Information supplied:
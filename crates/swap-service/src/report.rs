//! Human-readable run report.

use std::fmt::Write;
use swap_core::{AllowanceOutcome, SwapReport};
use swap_types::{format_bps, format_token_amount, U256};

/// Renders the outcome of a run for the console.
pub fn render(report: &SwapReport, explorer_url: Option<&str>) -> String {
	let mut out = String::new();
	let quote = &report.quote;
	let request = &report.request;

	let buy_amount = |amount: Option<U256>| match (amount, report.buy_decimals) {
		(Some(amount), Some(decimals)) => format_token_amount(amount, decimals),
		(Some(amount), None) => amount.to_string(),
		(None, _) => "unknown".to_string(),
	};

	let _ = writeln!(
		out,
		"Selling {} of {} for {} on chain {}",
		format_token_amount(request.sell_amount, report.sell_decimals),
		request.sell_token,
		request.buy_token,
		request.chain_id
	);

	if report.sources.is_empty() {
		let _ = writeln!(out, "Liquidity sources: unavailable");
	} else {
		let _ = writeln!(out, "Liquidity sources: {}", report.sources.join(", "));
	}

	let _ = writeln!(out, "Indicative buy amount: {}", buy_amount(report.price.buy_amount));
	let _ = writeln!(out, "Quoted buy amount: {}", buy_amount(quote.buy_amount));
	if let Some(min) = quote.min_buy_amount {
		let _ = writeln!(out, "Minimum buy amount: {}", buy_amount(Some(min)));
	}

	match quote.buy_token_taxes() {
		Some(taxes) => {
			let _ = writeln!(
				out,
				"Buy token taxes: buy {}, sell {}",
				format_bps(taxes.buy_tax_bps.unwrap_or(0)),
				format_bps(taxes.sell_tax_bps.unwrap_or(0))
			);
		},
		_ => {
			let _ = writeln!(out, "Buy token taxes: unknown");
		},
	}

	let fills = quote.fills();
	if !fills.is_empty() {
		let _ = writeln!(out, "Route:");
		for fill in fills {
			let share = fill
				.proportion_bps
				.map(format_bps)
				.unwrap_or_else(|| "?".to_string());
			let _ = writeln!(out, "  {}: {}", fill.source, share);
		}
	}

	match quote.affiliate_fee_bps {
		Some(bps) => {
			let _ = writeln!(out, "Affiliate fee: {}", format_bps(bps));
		},
		None => {
			let _ = writeln!(out, "Affiliate fee: none");
		},
	}

	match quote.trade_surplus {
		Some(surplus) if !surplus.is_zero() => {
			let _ = writeln!(out, "Trade surplus collected: {}", buy_amount(Some(surplus)));
		},
		_ => {
			let _ = writeln!(out, "Trade surplus collected: none");
		},
	}

	if report.dry_run {
		let _ = write!(out, "Dry run: nothing was approved, signed or submitted");
		return out;
	}

	if let Some(AllowanceOutcome::Granted { tx_hash }) = &report.allowance {
		let _ = writeln!(out, "Allowance granted: {}", tx_hash);
	}

	match &report.tx_hash {
		Some(tx_hash) => {
			let _ = write!(out, "Swap transaction: {}", tx_hash);
			if let Some(explorer) = explorer_url {
				let _ = write!(out, "\nView on explorer: {}/tx/{}", explorer.trim_end_matches('/'), tx_hash);
			}
		},
		None => {
			let _ = write!(out, "No swap transaction was submitted");
		},
	}

	out
}

#[cfg(test)]
mod tests {
	use super::*;
	use swap_config::builders::ConfigBuilder;
	use swap_types::{Address, PriceResult, Quote, TradeRequest, TransactionHash, B256};

	fn report(dry_run: bool) -> SwapReport {
		let config = ConfigBuilder::new().build();
		let quote: Quote = serde_json::from_value(serde_json::json!({
			"buyAmount": "100037537",
			"affiliateFeeBps": "100",
			"tradeSurplus": "0",
			"route": {
				"fills": [
					{ "source": "Uniswap_V3", "proportionBps": "5000" },
					{ "source": "Aerodrome", "proportionBps": "5000" }
				]
			},
			"tokenMetadata": {
				"buyToken": { "buyTaxBps": "0", "sellTaxBps": "0" }
			}
		}))
		.unwrap();

		SwapReport {
			request: TradeRequest {
				chain_id: config.swap.chain_id,
				sell_token: config.swap.sell_token,
				buy_token: config.swap.buy_token,
				sell_amount: U256::from(100_000_000_000_000_000u128),
				taker: Address::repeat_byte(0x42),
				affiliate_fee_bps: 100,
				surplus_collection: true,
			},
			sell_decimals: 18,
			buy_decimals: Some(6),
			sources: vec!["Uniswap_V3".into(), "Aerodrome".into()],
			price: PriceResult::default(),
			quote,
			allowance: Some(AllowanceOutcome::AlreadySufficient),
			tx_hash: (!dry_run).then(|| TransactionHash(B256::repeat_byte(0xab))),
			dry_run,
		}
	}

	#[test]
	fn test_render_percentages_and_amounts() {
		let text = render(&report(false), None);

		assert!(text.contains("Selling 0.1 of"));
		assert!(text.contains("Quoted buy amount: 100.037537"));
		assert!(text.contains("Uniswap_V3: 50.00%"));
		assert!(text.contains("Aerodrome: 50.00%"));
		assert!(text.contains("Affiliate fee: 1.00%"));
		assert!(text.contains("Buy token taxes: buy 0.00%, sell 0.00%"));
		assert!(text.contains("Trade surplus collected: none"));
		assert!(!text.contains("explorer"));
	}

	#[test]
	fn test_render_nonzero_and_missing_taxes() {
		let mut taxed = report(false);
		taxed.quote.token_metadata = serde_json::from_value(serde_json::json!({
			"buyToken": { "buyTaxBps": "300", "sellTaxBps": "0" }
		}))
		.unwrap();
		let text = render(&taxed, None);
		assert!(text.contains("Buy token taxes: buy 3.00%, sell 0.00%"));

		let mut unknown = report(false);
		unknown.quote.token_metadata = None;
		let text = render(&unknown, None);
		assert!(text.contains("Buy token taxes: unknown"));
	}

	#[test]
	fn test_render_explorer_link() {
		let text = render(&report(false), Some("https://basescan.org/"));
		let hash = TransactionHash(B256::repeat_byte(0xab));
		assert!(text.contains(&format!("View on explorer: https://basescan.org/tx/{}", hash)));
	}

	#[test]
	fn test_render_dry_run() {
		let text = render(&report(true), Some("https://basescan.org"));
		assert!(text.ends_with("Dry run: nothing was approved, signed or submitted"));
		assert!(!text.contains("Swap transaction"));
	}
}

What you need to do: Each line that has the word "https" counts once. How many such lines are in the data? Give the number alone.

Response to the task: 3